Disclaimed.
Importance
By: You Are My Math
"Happiness can be ironic."
I knew from that moment I saw her in our university was the moment I've had my first love at first sight. I've never had this feeling before even when I was in high school. And, I couldn't even put my finger on it. I couldn't understand myself, neither this feeling I have.
She wasn't even beautiful in the first place unlike those girls I met before. She was just average, huge emerald green eyes, peach lips that you could almost consider pink, and a small nose, although, the only unnatural about her is the fact that her hair is a shade of bubblegum pink. She was petite – average, yes.
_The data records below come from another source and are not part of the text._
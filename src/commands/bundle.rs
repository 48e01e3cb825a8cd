// Bundle commands - export the document with its copied attachments as a zip, and import it back
//
// Layout:
//   kanban_data.json
//   attachments/<taskId>/<fileName>

use serde_json::{Map, Value, json};
use std::fs::{self, File};
use std::io::{Read, Seek, Write};
use std::path::{Path, PathBuf};
use tracing::{info, warn};
use walkdir::WalkDir;
use zip::write::SimpleFileOptions;
use zip::{ZipArchive, ZipWriter};

use crate::error::{AppError, Result};
use crate::models::TaskDocument;
use crate::storage::{validateName, Storage};
use super::attachment::{discardPartial, LINK_SUFFIX};
use super::dialog::MAX_ATTACHMENT_SIZE;

pub const DOCUMENT_ENTRY: &str = "kanban_data.json";
pub const ATTACHMENTS_PREFIX: &str = "attachments/";

/// Hints for the compatibility lookup of older or hand-made bundles
const DOCUMENT_NAME_HINTS: [&str; 3] = ["task", "export", "data"];

#[derive(Debug, serde::Serialize)]
pub struct ExportResult {
    pub path: String,
    pub attachmentsCount: usize,
}

#[derive(Debug, serde::Serialize)]
pub struct ImportResult {
    pub data: TaskDocument,
    pub attachmentsCount: usize,
}

// ============================================
// EXPORT
// ============================================

/// Copied attachment files of one task, sorted by name. Link markers are skipped.
fn bundledFiles(taskDir: &Path) -> Vec<PathBuf> {
    WalkDir::new(taskDir)
        .min_depth(1)
        .max_depth(1)
        .sort_by_file_name()
        .into_iter()
        .filter_map(|e| e.ok())
        .filter(|e| e.file_type().is_file())
        .filter(|e| {
            let name = e.file_name().to_string_lossy();
            !name.ends_with(LINK_SUFFIX) && !name.ends_with(".meta")
        })
        .map(|e| e.into_path())
        .collect()
}

fn addFileToZip<W: Write + Seek>(
    zip: &mut ZipWriter<W>,
    path: &Path,
    zipName: &str,
    options: SimpleFileOptions,
) -> Result<()> {
    let mut buf = Vec::new();
    File::open(path)?.read_to_end(&mut buf)?;
    zip.start_file(zipName, options)?;
    zip.write_all(&buf)?;
    Ok(())
}

fn writeBundle(storage: &Storage, document: &TaskDocument, file: File) -> Result<usize> {
    let mut zip = ZipWriter::new(file);
    let options = SimpleFileOptions::default().compression_method(zip::CompressionMethod::Deflated);

    let mut attachmentMap = Map::new();
    let mut attachmentsCount = 0;

    for task in &document.tasks {
        let Some(taskId) = task.id() else { continue };
        if attachmentMap.contains_key(&taskId) {
            continue;
        }
        let taskDir = match storage.taskAttachmentsDir(&taskId) {
            Ok(dir) if dir.is_dir() => dir,
            Ok(_) => continue,
            Err(e) => {
                warn!("[exportWithAttachments] Skipping task: {}", e);
                continue;
            }
        };

        let mut entries = Vec::new();
        for path in bundledFiles(&taskDir) {
            let name = path.file_name().and_then(|n| n.to_str()).unwrap_or_default().to_string();
            let zipName = format!("{}{}/{}", ATTACHMENTS_PREFIX, taskId, name);
            addFileToZip(&mut zip, &path, &zipName, options)?;
            entries.push(json!({"name": name, "path": zipName}));
            attachmentsCount += 1;
        }
        attachmentMap.insert(taskId, Value::Array(entries));
    }

    let mut exported = document.clone();
    exported.extra.insert("attachments".into(), Value::Object(attachmentMap));
    exported.extra.insert("hasAttachments".into(), Value::Bool(attachmentsCount > 0));

    zip.start_file(DOCUMENT_ENTRY, options)?;
    zip.write_all(serde_json::to_string_pretty(&exported)?.as_bytes())?;

    let file = zip.finish()?;
    file.sync_all()?;
    Ok(attachmentsCount)
}

/// Write the document and every copied attachment of its tasks to a zip bundle
pub fn exportWithAttachments(storage: &Storage, document: &TaskDocument, destPath: &Path) -> Result<ExportResult> {
    info!("[exportWithAttachments] Exporting {} tasks to {}", document.tasks.len(), destPath.display());

    if let Some(parent) = destPath.parent().filter(|p| !p.as_os_str().is_empty()) {
        fs::create_dir_all(parent)?;
    }
    let tmpPath = destPath.with_file_name(format!(
        ".{}.{}.tmp",
        destPath.file_name().and_then(|n| n.to_str()).unwrap_or("bundle"),
        uuid::Uuid::new_v4().simple()
    ));

    let written = {
        let _guard = storage.attachmentLock.lock();
        File::create(&tmpPath)
            .map_err(AppError::from)
            .and_then(|file| writeBundle(storage, document, file))
    };

    let attachmentsCount = match written.and_then(|count| {
        fs::rename(&tmpPath, destPath)?;
        Ok(count)
    }) {
        Ok(count) => count,
        Err(e) => {
            warn!("[exportWithAttachments] ERROR: {}", e);
            let _ = fs::remove_file(&tmpPath);
            return Err(e);
        }
    };

    info!("[exportWithAttachments] SUCCESS - {} attachments", attachmentsCount);
    Ok(ExportResult {
        path: destPath.to_string_lossy().to_string(),
        attachmentsCount,
    })
}

// ============================================
// IMPORT
// ============================================

/// Resolve the document entry of an archive.
/// The fixed name wins; otherwise a JSON entry whose name hints at task data,
/// otherwise the first JSON entry. Entries under attachments/ never qualify.
pub fn findDocumentEntry<'a>(names: &[&'a str]) -> Option<&'a str> {
    if names.contains(&DOCUMENT_ENTRY) {
        return Some(DOCUMENT_ENTRY);
    }

    let candidates: Vec<&str> = names
        .iter()
        .copied()
        .filter(|n| !n.starts_with(ATTACHMENTS_PREFIX))
        .filter(|n| n.to_ascii_lowercase().ends_with(".json"))
        .collect();

    candidates
        .iter()
        .copied()
        .find(|n| {
            let lower = n.to_ascii_lowercase();
            DOCUMENT_NAME_HINTS.iter().any(|hint| lower.contains(hint))
        })
        .or_else(|| candidates.first().copied())
}

fn openArchive(path: &Path) -> Result<ZipArchive<File>> {
    if !path.is_file() {
        return Err(AppError::notFound("File not found"));
    }
    Ok(ZipArchive::new(File::open(path)?)?)
}

fn readDocumentEntry(archive: &mut ZipArchive<File>, name: &str) -> Result<TaskDocument> {
    let mut bytes = Vec::new();
    archive.by_name(name)?.read_to_end(&mut bytes)?;
    let text = String::from_utf8(bytes).map_err(|_| AppError::malformed(format!("{} is not valid UTF-8", name)))?;
    Ok(TaskDocument::fromJson(&text)?)
}

/// Destination of an archive entry, if it is an attachment file.
/// Only attachments/<taskId>/<fileName> with plain components is accepted.
fn attachmentTarget(storage: &Storage, entryName: &str) -> Option<PathBuf> {
    let rest = entryName.strip_prefix(ATTACHMENTS_PREFIX)?;
    let parts: Vec<&str> = rest.split('/').collect();
    let [taskId, fileName] = parts.as_slice() else {
        warn!("[extractAttachments] Skipping unexpected entry {}", entryName);
        return None;
    };
    match (storage.taskAttachmentsDir(taskId), validateName("file name", fileName)) {
        (Ok(dir), Ok(_)) => Some(dir.join(fileName)),
        _ => {
            warn!("[extractAttachments] Skipping unsafe entry {}", entryName);
            None
        }
    }
}

/// Extract every attachment entry into managed storage; returns the number of files written
fn extractAttachments(storage: &Storage, archive: &mut ZipArchive<File>) -> Result<usize> {
    let _guard = storage.attachmentLock.lock();
    let mut extracted = 0;

    for i in 0..archive.len() {
        let mut entry = archive.by_index(i)?;
        if entry.is_dir() {
            continue;
        }
        let Some(dest) = attachmentTarget(storage, entry.name()) else {
            continue;
        };
        if entry.size() > MAX_ATTACHMENT_SIZE {
            warn!("[extractAttachments] Skipping {} ({} bytes, over the attachment limit)", entry.name(), entry.size());
            continue;
        }

        if let Some(parent) = dest.parent() {
            fs::create_dir_all(parent)?;
        }
        // The declared size can lie; never copy more than the limit
        let mut limited = entry.take(MAX_ATTACHMENT_SIZE + 1);
        let copied = discardPartial(&dest, File::create(&dest).and_then(|mut out| std::io::copy(&mut limited, &mut out)))?;
        if copied > MAX_ATTACHMENT_SIZE {
            warn!("[extractAttachments] Skipping {}: content exceeds the attachment limit", dest.display());
            let _ = fs::remove_file(&dest);
            continue;
        }
        extracted += 1;
    }

    Ok(extracted)
}

/// Import a bundle written by exportWithAttachments
pub fn importWithAttachments(storage: &Storage, path: &str) -> Result<ImportResult> {
    info!("[importWithAttachments] Called with: {}", path);
    let mut archive = openArchive(Path::new(path))?;

    if archive.index_for_name(DOCUMENT_ENTRY).is_none() {
        return Err(AppError::malformed(format!("Invalid bundle: no {} found", DOCUMENT_ENTRY)));
    }

    let data = readDocumentEntry(&mut archive, DOCUMENT_ENTRY)?;
    let attachmentsCount = extractAttachments(storage, &mut archive)?;
    info!("[importWithAttachments] SUCCESS - {} attachments", attachmentsCount);
    Ok(ImportResult { data, attachmentsCount })
}

/// Import either a zip bundle (by extension) or a plain JSON document
pub fn importDataUnified(storage: &Storage, path: &str) -> Result<ImportResult> {
    info!("[importDataUnified] Called with: {}", path);
    let filePath = Path::new(path);

    let isZip = filePath
        .extension()
        .and_then(|e| e.to_str())
        .is_some_and(|e| e.eq_ignore_ascii_case("zip"));

    if !isZip {
        if !filePath.is_file() {
            return Err(AppError::notFound("File not found"));
        }
        let data = TaskDocument::fromJson(&fs::read_to_string(filePath)?)?;
        return Ok(ImportResult { data, attachmentsCount: 0 });
    }

    let mut archive = openArchive(filePath)?;
    let entryName = {
        let names: Vec<&str> = archive.file_names().collect();
        findDocumentEntry(&names).map(str::to_string)
    };
    let Some(entryName) = entryName else {
        return Err(AppError::malformed("No JSON data found in ZIP"));
    };
    if entryName != DOCUMENT_ENTRY {
        info!("[importDataUnified] Using {} as document entry", entryName);
    }

    let data = readDocumentEntry(&mut archive, &entryName)?;
    let attachmentsCount = extractAttachments(storage, &mut archive)?;
    Ok(ImportResult { data, attachmentsCount })
}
And, all of I could think of was she is full of pink. Pink. And, pink.
I smirked that time, when I first met her.
The first time I introduce myself… out of the blue. She smiled at me. And, I found myself being caught off guard with it.
She was younger than me by one year. She was a freshman that time, while I was in second year college.
She was majoring finance in the fiend of business management.
We have different fields. I was taking up civil engineering. Completely different worlds; But it felt like something I couldn't define.
Although, that time the thing that hindered me from getting close with her was the mere fact that she already have a boyfriend.
"Hey Bastard!"
I stared. She was in a relationship with my best friend.
-xxx—
I didn't know that within one year we became friends. Why wouldn't we? She was my best friend's girl after all. We became close to the point that she almost consider me as her brother. A brother she could always rely on whatever the problem is.
I was only like a brother to her nothing more nothing less.
She didn't see me as a guy.
And, I was certain that within that one year, I realized. I realized something – something I shouldn't be feeling towards her. I frowned at the thought.
I fell in love with her.
I fell in love with her that it hurt me more than anything else.
-xxx—
She was so precious.
So much.
That I didn't even know what to do anymore.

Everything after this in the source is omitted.